- **EXERCISE PROMPT**
Check each line of the data for "stat", and copy the ones that have it.

- **SUPPLIED RECORDS**
##############################

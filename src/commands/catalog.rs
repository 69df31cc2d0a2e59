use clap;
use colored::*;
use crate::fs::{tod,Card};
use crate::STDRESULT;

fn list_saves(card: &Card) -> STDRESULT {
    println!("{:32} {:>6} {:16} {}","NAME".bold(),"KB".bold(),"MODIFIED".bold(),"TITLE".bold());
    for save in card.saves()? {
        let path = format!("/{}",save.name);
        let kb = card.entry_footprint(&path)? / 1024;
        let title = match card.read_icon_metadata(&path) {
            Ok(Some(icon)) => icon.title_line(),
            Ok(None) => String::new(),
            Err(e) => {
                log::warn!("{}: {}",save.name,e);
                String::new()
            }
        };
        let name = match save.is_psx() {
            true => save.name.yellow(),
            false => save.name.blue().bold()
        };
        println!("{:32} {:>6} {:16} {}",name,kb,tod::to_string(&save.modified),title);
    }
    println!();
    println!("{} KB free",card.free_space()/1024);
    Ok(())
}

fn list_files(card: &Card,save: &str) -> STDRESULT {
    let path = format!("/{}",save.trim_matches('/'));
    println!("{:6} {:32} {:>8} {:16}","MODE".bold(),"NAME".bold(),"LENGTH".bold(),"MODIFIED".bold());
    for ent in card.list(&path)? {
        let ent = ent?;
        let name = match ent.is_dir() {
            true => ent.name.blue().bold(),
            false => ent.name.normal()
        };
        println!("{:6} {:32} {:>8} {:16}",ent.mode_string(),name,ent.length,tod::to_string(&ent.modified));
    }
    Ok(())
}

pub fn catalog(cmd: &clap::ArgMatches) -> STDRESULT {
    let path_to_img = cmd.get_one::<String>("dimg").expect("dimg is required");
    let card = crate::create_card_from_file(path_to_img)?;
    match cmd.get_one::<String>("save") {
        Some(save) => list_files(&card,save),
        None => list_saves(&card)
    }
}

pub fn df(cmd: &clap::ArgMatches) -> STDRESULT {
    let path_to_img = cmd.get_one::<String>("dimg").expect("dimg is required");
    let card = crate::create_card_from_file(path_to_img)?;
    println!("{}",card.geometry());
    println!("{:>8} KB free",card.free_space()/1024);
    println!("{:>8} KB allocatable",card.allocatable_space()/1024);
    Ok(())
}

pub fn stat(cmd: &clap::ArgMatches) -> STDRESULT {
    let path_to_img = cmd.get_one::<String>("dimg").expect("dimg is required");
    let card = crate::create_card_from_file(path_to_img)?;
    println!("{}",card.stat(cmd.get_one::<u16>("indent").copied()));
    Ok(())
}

##############################

- **ANSWER SPACE**
pub fn stat(cmd: &clap::ArgMatches) -> STDRESULT {
    println!("{}",card.stat(cmd.get_one::<u16>("indent").copied()));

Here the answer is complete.